Dobrindt fällt, anders als Aigner, gern auf. In der hitzig geführten Diskussion um die deutsche Asyl- und Migrationspolitik trat er als Scharfmacher auf. Dazu rief er zu einer "konservativen Wende" auf. Seine Rolle als Vordenker nahmen ihm aber viele nicht ab. Von seiner Scharfmacher-Rolle ist er inzwischen abgerückt, wohl auch weil der gewünschte Umfrage-Effekt ausblieb.
In Berlin trat Dobrindt zuletzt moderat auf, appellierte an die Geschlossenheit der Partei und wollte sich zu einer möglichen Seehofer-Nachfolge öffentlich nicht äußern - er lässt sich alle Optionen offen. Im Bundestag ist er gut vernetzt - zum Beispiel mit der Nach-Merkel-Generation in der CDU und mit dem Chef der Liberalen, Christian Lindner, von der FDP.
Der Gegenspieler aus Brüssel
Neben Berlin und München gibt es einen dritten Spielort bei einer möglichen Seehofer-Nachfolge. In Brüssel wartet eigentlich Manfred Weber darauf, im Jahr 2019 Chef der EU-Kommission zu werden. Ihm werden gute Chancen dafür zugesprochen - die Vorentscheidung fällt Ende November. Es wäre das erste Mal seit Jahrzehnten, dass ein Deutscher diesen mächtigen Posten bekäme. Derzeit ist der 46-Jährige Vorsitzender der größten Fraktion, der "Europäischen Volkspartei", im EU-Parlament.
Weber ist liberaler als Dobrindt oder Söder, was machtpolitisch relevant werden könnte, da die CSU zum Weiter-Regieren einen Koalitionspartner brauchen wird. Das könnten die linksliberalen Grünen sein oder aber die "Freien Wähler", eine kommunale Wählerinitiative, politisch ähnlich konservativ wie die CSU; vielleicht auch noch die FDP.
Die Partei-Reserve
Dann gibt es noch Joachim Herrmann. Der 62-Jährige gehört zwar altersmäßig nicht zur Erben-Generation. In den letzten Jahren aber war er immer Mal wieder für höhere Ämter im Gespräch. Hermann ist sozusagen die eiserne Partei-Reserve. Derzeit ist er bayerischer Innenminister.

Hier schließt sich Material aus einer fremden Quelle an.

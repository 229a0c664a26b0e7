//! Mountable shared handle for the application's single schedule store.
//!
//! # Responsibility
//! - Give page-level code access to the store mounted at application start.
//! - Tie the store lifetime to explicit `mount` / `unmount` calls.
//!
//! # Invariants
//! - At most one store is mounted per handle.
//! - `with` on an unmounted handle is a programming error and panics.
//! - `try_with` never panics; boundaries that must not unwind use it.

use crate::service::schedule_store::ScheduleStore;
use crate::storage::KeyValueStorage;
use log::info;
use std::error::Error;
use std::fmt::{Display, Formatter};
use std::sync::{Mutex, MutexGuard, PoisonError};

const NOT_MOUNTED_MESSAGE: &str = "schedule store used outside of a mounted provider";

/// Provider lifecycle misuse.
#[derive(Debug, Clone, Copy, PartialEq, Eq)]
pub enum HandleError {
    NotMounted,
    AlreadyMounted,
}

impl Display for HandleError {
    fn fmt(&self, f: &mut Formatter<'_>) -> std::fmt::Result {
        match self {
            Self::NotMounted => write!(f, "{NOT_MOUNTED_MESSAGE}"),
            Self::AlreadyMounted => write!(f, "schedule store provider is already mounted"),
        }
    }
}

impl Error for HandleError {}

/// Shared slot holding the mounted store.
///
/// `new` is `const`, so a handle can live in a `static`.
pub struct StoreHandle<S: KeyValueStorage> {
    inner: Mutex<Option<ScheduleStore<S>>>,
}

impl<S: KeyValueStorage> StoreHandle<S> {
    pub const fn new() -> Self {
        Self {
            inner: Mutex::new(None),
        }
    }

    /// Mounts `store` for the rest of the application lifetime.
    ///
    /// # Errors
    /// - `HandleError::AlreadyMounted` when a store is already mounted; the
    ///   passed store is dropped.
    pub fn mount(&self, store: ScheduleStore<S>) -> Result<(), HandleError> {
        let mut slot = self.lock();
        if slot.is_some() {
            return Err(HandleError::AlreadyMounted);
        }
        *slot = Some(store);
        info!("event=provider_mount module=provider status=ok");
        Ok(())
    }

    /// Unmounts and returns the store, if any.
    pub fn unmount(&self) -> Option<ScheduleStore<S>> {
        let store = self.lock().take();
        if store.is_some() {
            info!("event=provider_unmount module=provider status=ok");
        }
        store
    }

    pub fn is_mounted(&self) -> bool {
        self.lock().is_some()
    }

    /// Runs `f` against the mounted store.
    ///
    /// # Panics
    /// - When no store is mounted.
    pub fn with<R>(&self, f: impl FnOnce(&mut ScheduleStore<S>) -> R) -> R {
        match self.try_with(f) {
            Ok(value) => value,
            Err(err) => panic!("{err}"),
        }
    }

    /// Runs `f` against the mounted store, or reports `NotMounted`.
    pub fn try_with<R>(
        &self,
        f: impl FnOnce(&mut ScheduleStore<S>) -> R,
    ) -> Result<R, HandleError> {
        let mut slot = self.lock();
        let store = slot.as_mut().ok_or(HandleError::NotMounted)?;
        Ok(f(store))
    }

    fn lock(&self) -> MutexGuard<'_, Option<ScheduleStore<S>>> {
        self.inner.lock().unwrap_or_else(PoisonError::into_inner)
    }
}

impl<S: KeyValueStorage> Default for StoreHandle<S> {
    fn default() -> Self {
        Self::new()
    }
}
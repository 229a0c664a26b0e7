//! In-process slot storage for tests and ephemeral sessions.

use super::{KeyValueStorage, StorageResult};
use std::collections::HashMap;
use std::sync::{Mutex, PoisonError};

/// Map-backed slot storage. Contents live as long as the value.
#[derive(Debug, Default)]
pub struct MemoryStorage {
    slots: Mutex<HashMap<String, String>>,
}

impl MemoryStorage {
    pub fn new() -> Self {
        Self::default()
    }

    /// Seeds storage with existing slot values.
    pub fn with_slots<K, V>(slots: impl IntoIterator<Item = (K, V)>) -> Self
    where
        K: Into<String>,
        V: Into<String>,
    {
        let slots = slots
            .into_iter()
            .map(|(key, value)| (key.into(), value.into()))
            .collect();
        Self {
            slots: Mutex::new(slots),
        }
    }

    fn lock(&self) -> std::sync::MutexGuard<'_, HashMap<String, String>> {
        self.slots.lock().unwrap_or_else(PoisonError::into_inner)
    }
}

impl KeyValueStorage for MemoryStorage {
    fn get_item(&self, key: &str) -> StorageResult<Option<String>> {
        Ok(self.lock().get(key).cloned())
    }

    fn set_item(&self, key: &str, value: &str) -> StorageResult<()> {
        self.lock().insert(key.to_string(), value.to_string());
        Ok(())
    }

    fn remove_item(&self, key: &str) -> StorageResult<()> {
        self.lock().remove(key);
        Ok(())
    }
}
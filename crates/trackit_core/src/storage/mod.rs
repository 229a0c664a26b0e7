//! Durable key-value slot storage.
//!
//! # Responsibility
//! - Define the synchronous slot contract the schedule store persists into.
//! - Provide SQLite-backed and in-memory implementations.
//!
//! # Invariants
//! - A slot holds one UTF-8 text value; writes replace the whole value.
//! - Implementations never interpret slot contents.

use crate::db::DbError;
use std::error::Error;
use std::fmt::{Display, Formatter};

mod memory;
mod sqlite;

pub use memory::MemoryStorage;
pub use sqlite::SqliteSlotStorage;

/// Slot holding the serialized schedules collection.
pub const SCHEDULES_KEY: &str = "trackit.schedules";
/// Slot holding the serialized notices collection.
pub const NOTICES_KEY: &str = "trackit.notices";

pub type StorageResult<T> = Result<T, StorageError>;

/// Slot storage failure.
#[derive(Debug)]
pub enum StorageError {
    /// Backing database failed.
    Db(DbError),
    /// Storage cannot be reached at all (quota, permissions, detached backend).
    Unavailable(String),
}

impl Display for StorageError {
    fn fmt(&self, f: &mut Formatter<'_>) -> std::fmt::Result {
        match self {
            Self::Db(err) => write!(f, "{err}"),
            Self::Unavailable(reason) => write!(f, "storage unavailable: {reason}"),
        }
    }
}

impl Error for StorageError {
    fn source(&self) -> Option<&(dyn Error + 'static)> {
        match self {
            Self::Db(err) => Some(err),
            Self::Unavailable(_) => None,
        }
    }
}

impl From<DbError> for StorageError {
    fn from(value: DbError) -> Self {
        Self::Db(value)
    }
}

impl From<rusqlite::Error> for StorageError {
    fn from(value: rusqlite::Error) -> Self {
        Self::Db(DbError::Sqlite(value))
    }
}

/// Synchronous key-value slot storage.
pub trait KeyValueStorage {
    /// Returns the slot value, or `None` when the slot was never written.
    fn get_item(&self, key: &str) -> StorageResult<Option<String>>;
    /// Replaces the slot value.
    fn set_item(&self, key: &str, value: &str) -> StorageResult<()>;
    /// Deletes the slot. Removing a missing slot is not an error.
    fn remove_item(&self, key: &str) -> StorageResult<()>;
}
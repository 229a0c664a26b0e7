//! SQLite migration registry and executor.
//!
//! # Responsibility
//! - Register schema migrations in strictly increasing order.
//! - Apply pending migrations atomically.
//!
//! # Invariants
//! - `version` values must remain monotonic.
//! - Applied migration version is mirrored to `PRAGMA user_version`.

use crate::db::{DbError, DbResult};
use log::info;
use rusqlite::Connection;

#[derive(Debug, Clone, Copy)]
struct Migration {
    version: u32,
    sql: &'static str,
}

const MIGRATIONS: &[Migration] = &[Migration {
    version: 1,
    sql: include_str!("0001_init.sql"),
}];

/// Returns the latest migration version known by this binary.
pub fn latest_version() -> u32 {
    MIGRATIONS.last().map_or(0, |migration| migration.version)
}

/// Applies all pending migrations on the provided connection.
///
/// # Errors
/// - Returns `DbError::UnsupportedSchemaVersion` when the file was written by
///   a newer binary.
pub fn apply_migrations(conn: &mut Connection) -> DbResult<()> {
    let current_version = current_user_version(conn)?;
    let latest = latest_version();

    if current_version > latest {
        return Err(DbError::UnsupportedSchemaVersion {
            db_version: current_version,
            latest_supported: latest,
        });
    }

    if current_version == latest {
        return Ok(());
    }

    let tx = conn.transaction()?;
    for migration in MIGRATIONS {
        if migration.version <= current_version {
            continue;
        }

        tx.execute_batch(migration.sql)?;
        tx.execute_batch(&format!("PRAGMA user_version = {};", migration.version))?;
    }
    tx.commit()?;

    info!(
        "event=db_migrate module=db status=ok from_version={} to_version={}",
        current_version, latest
    );
    Ok(())
}

fn current_user_version(conn: &Connection) -> DbResult<u32> {
    let version = conn.query_row("PRAGMA user_version;", [], |row| row.get::<_, u32>(0))?;
    Ok(version)
}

Auch Vertreter der Post-Erbengeneration, die sich noch beweisen müssen, hat die CSU bereits in Berlin postiert. Dazu gehört Andreas Scheuer, 44 Jahre alt. Er ist aktuell Bundesminister für Verkehr und Infrastruktur. In den kommenden Jahren muss er sich beim noch immer stockenden Ausbau mit schnellem Internet beweisen. Mit dem Thema Digitalisierung ist auch die 40-jährige Dorothee Bär betreut. Sie ist Staatsministerin für Digitales im Kanzleramt.
Am fehlenden Personal mangelt es also nicht, sollte Seehofer wackeln und eine Personal-Rochade auslösen. Doch wer sich wo durchsetzen würde, ist ein sehr komplexes Spiel der Macht.